• [Study material]:

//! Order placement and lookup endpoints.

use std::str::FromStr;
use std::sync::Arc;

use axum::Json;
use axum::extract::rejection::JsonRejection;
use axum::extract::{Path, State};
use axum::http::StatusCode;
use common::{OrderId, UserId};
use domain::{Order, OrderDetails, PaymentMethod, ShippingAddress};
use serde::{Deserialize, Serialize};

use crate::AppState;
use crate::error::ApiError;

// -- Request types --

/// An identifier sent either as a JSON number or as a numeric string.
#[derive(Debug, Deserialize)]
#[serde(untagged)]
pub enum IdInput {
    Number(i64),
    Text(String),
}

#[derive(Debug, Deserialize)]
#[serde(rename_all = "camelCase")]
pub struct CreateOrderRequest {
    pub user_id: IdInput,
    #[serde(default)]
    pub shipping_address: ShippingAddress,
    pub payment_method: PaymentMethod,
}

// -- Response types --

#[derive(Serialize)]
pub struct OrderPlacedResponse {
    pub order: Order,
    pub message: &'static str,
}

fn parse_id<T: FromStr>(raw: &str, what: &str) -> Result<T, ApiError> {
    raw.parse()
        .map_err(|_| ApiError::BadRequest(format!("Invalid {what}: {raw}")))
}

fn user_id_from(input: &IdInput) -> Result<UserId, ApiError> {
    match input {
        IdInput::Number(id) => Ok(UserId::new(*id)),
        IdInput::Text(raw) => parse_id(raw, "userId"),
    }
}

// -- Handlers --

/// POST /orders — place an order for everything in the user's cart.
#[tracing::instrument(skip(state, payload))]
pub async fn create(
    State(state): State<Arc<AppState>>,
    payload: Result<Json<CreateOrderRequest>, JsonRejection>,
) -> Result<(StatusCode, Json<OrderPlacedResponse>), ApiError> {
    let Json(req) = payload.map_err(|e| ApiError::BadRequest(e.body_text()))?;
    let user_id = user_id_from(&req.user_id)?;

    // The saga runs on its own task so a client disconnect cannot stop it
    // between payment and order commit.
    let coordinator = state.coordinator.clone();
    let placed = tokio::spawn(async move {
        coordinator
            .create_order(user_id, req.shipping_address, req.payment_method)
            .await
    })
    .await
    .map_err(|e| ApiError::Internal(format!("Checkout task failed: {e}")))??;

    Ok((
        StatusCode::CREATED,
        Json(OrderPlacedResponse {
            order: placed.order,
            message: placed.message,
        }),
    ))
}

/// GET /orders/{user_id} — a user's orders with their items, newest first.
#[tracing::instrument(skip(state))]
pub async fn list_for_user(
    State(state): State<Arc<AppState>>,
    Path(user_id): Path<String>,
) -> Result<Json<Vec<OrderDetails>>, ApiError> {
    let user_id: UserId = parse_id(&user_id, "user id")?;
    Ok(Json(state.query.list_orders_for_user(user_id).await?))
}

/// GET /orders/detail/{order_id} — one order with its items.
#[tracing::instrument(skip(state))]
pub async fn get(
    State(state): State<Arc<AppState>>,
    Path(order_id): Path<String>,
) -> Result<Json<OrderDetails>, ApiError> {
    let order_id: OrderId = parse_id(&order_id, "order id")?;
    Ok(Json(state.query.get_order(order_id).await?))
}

• [What this task involves]:
Your answer should repeat every entry exactly.

• [Response area]:
//! Order placement and lookup endpoints.

use std::str::FromStr;
use std::sync::Arc;

use axum::Json;
use axum::extract::rejection::JsonRejection;
use axum::extract::{Path, State};
use axum::http::StatusCode;
use common::{OrderId, UserId};
use domain::{Order, OrderDetails, PaymentMethod, ShippingAddress};
use serde::{Deserialize, Serialize};

use crate::AppState;
use crate::error::ApiError;

// -- Request types --

/// An identifier sent either as a JSON number or as a numeric string.
#[derive(Debug, Deserialize)]
#[serde(untagged)]
pub enum IdInput {
    Number(i64),
    Text(String),
}

#[derive(Debug, Deserialize)]
#[serde(rename_all = "camelCase")]
pub struct CreateOrderRequest {
    pub user_id: IdInput,
    #[serde(default)]
    pub shipping_address: ShippingAddress,
    pub payment_method: PaymentMethod,
}

// -- Response types --

#[derive(Serialize)]
pub struct OrderPlacedResponse {
    pub order: Order,
    pub message: &'static str,
}

fn parse_id<T: FromStr>(raw: &str, what: &str) -> Result<T, ApiError> {
    raw.parse()
        .map_err(|_| ApiError::BadRequest(format!("Invalid {what}: {raw}")))
}

fn user_id_from(input: &IdInput) -> Result<UserId, ApiError> {
    match input {
        IdInput::Number(id) => Ok(UserId::new(*id)),
        IdInput::Text(raw) => parse_id(raw, "userId"),
    }
}

// -- Handlers --

/// POST /orders — place an order for everything in the user's cart.
#[tracing::instrument(skip(state, payload))]
pub async fn create(
    State(state): State<Arc<AppState>>,
    payload: Result<Json<CreateOrderRequest>, JsonRejection>,
) -> Result<(StatusCode, Json<OrderPlacedResponse>), ApiError> {
    let Json(req) = payload.map_err(|e| ApiError::BadRequest(e.body_text()))?;
    let user_id = user_id_from(&req.user_id)?;

    // The saga runs on its own task so a client disconnect cannot stop it
    // between payment and order commit.
    let coordinator = state.coordinator.clone();
    let placed = tokio::spawn(async move {
        coordinator
            .create_order(user_id, req.shipping_address, req.payment_method)
            .await
    })
    .await
    .map_err(|e| ApiError::Internal(format!("Checkout task failed: {e}")))??;

    Ok((
        StatusCode::CREATED,
        Json(OrderPlacedResponse {
            order: placed.order,
            message: placed.message,
        }),
    ))
}

/// GET /orders/{user_id} — a user's orders with their items, newest first.
#[tracing::instrument(skip(state))]
pub async fn list_for_user(
    State(state): State<Arc<AppState>>,
    Path(user_id): Path<String>,
) -> Result<Json<Vec<OrderDetails>>, ApiError> {
    let user_id: UserId = parse_id(&user_id, "user id")?;
    Ok(Json(state.query.list_orders_for_user(user_id).await?))
}

/// GET /orders/detail/{order_id} — one order with its items.
#[tracing::instrument(skip(state))]
pub async fn get(
    State(state): State<Arc<AppState>>,
    Path(order_id): Path<String>,
) -> Result<Json<OrderDetails>, ApiError> {
    let order_id: OrderId = parse_id(&order_id, "order id")?;
    Ok(Json(state.query.get_order(order_id).await?))
}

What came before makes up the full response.